Below are records; how many of their lines contain "DeserializeOwned"? Reply with the number and no other words.
+++ Information supplied
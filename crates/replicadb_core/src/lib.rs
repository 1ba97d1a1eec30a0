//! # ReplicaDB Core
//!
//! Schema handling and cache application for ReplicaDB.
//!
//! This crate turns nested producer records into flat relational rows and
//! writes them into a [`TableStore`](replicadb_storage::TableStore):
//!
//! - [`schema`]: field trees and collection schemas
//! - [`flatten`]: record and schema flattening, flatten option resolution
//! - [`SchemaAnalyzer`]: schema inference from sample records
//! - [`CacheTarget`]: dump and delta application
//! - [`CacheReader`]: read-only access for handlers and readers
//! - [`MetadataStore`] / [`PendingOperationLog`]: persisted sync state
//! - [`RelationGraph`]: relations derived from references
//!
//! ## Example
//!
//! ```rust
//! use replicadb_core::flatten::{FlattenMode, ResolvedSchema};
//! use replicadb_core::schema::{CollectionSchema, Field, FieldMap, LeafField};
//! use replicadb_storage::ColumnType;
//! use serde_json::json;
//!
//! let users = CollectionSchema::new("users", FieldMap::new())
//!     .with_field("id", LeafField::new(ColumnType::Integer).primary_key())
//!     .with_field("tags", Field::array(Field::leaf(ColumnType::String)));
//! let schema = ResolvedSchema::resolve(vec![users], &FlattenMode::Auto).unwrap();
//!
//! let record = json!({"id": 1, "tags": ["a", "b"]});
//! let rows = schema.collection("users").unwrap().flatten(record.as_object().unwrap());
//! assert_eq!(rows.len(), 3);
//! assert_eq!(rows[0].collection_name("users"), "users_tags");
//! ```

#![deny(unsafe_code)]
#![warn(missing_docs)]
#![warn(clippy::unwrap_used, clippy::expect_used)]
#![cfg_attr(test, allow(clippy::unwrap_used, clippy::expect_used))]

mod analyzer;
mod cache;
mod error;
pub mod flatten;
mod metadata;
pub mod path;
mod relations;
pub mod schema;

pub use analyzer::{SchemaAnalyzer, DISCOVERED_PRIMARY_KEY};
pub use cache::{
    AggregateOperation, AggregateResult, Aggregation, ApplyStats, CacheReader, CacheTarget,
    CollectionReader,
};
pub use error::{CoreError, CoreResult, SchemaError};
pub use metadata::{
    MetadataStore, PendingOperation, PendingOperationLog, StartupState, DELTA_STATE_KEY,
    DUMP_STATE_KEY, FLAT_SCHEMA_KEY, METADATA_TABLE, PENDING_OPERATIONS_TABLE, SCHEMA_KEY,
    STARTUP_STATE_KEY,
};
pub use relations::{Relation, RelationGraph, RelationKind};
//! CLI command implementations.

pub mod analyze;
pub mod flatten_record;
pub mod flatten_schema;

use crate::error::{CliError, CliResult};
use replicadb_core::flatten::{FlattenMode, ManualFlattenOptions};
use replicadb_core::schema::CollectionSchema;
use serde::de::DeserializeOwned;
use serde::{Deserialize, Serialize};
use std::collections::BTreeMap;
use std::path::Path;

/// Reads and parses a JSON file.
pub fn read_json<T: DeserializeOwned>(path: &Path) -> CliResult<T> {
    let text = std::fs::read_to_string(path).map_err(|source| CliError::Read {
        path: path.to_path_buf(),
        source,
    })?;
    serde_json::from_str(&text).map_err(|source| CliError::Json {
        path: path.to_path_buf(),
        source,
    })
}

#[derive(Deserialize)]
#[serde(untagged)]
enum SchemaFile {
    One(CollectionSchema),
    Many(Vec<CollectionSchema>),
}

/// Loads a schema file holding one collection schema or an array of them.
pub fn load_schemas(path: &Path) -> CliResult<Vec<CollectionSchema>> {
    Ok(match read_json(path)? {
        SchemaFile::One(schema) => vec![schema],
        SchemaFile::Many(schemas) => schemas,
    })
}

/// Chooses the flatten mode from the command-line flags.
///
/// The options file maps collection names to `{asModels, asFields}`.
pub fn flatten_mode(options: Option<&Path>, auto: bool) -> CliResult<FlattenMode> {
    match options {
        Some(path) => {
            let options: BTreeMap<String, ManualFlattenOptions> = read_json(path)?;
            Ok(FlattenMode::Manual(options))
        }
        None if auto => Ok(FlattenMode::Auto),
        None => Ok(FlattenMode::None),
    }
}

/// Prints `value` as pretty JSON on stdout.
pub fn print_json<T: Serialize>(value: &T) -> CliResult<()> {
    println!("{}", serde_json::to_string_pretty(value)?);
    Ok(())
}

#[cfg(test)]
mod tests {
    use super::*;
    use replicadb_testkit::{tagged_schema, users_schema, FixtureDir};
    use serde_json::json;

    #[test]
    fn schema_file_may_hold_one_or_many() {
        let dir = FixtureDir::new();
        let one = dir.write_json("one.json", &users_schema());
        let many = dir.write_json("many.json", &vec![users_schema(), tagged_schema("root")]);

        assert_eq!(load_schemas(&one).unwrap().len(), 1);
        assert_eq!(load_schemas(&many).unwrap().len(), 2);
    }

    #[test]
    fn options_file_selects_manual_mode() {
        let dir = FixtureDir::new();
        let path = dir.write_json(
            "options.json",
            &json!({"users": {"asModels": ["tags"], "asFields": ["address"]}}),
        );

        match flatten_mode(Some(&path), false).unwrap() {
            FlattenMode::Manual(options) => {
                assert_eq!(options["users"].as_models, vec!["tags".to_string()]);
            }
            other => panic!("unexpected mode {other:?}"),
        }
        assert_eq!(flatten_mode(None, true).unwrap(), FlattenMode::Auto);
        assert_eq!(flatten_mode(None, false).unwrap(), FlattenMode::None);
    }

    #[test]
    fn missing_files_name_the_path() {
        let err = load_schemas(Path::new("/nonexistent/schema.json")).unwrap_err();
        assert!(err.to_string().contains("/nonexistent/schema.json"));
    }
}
++++++
• _Answer space_
2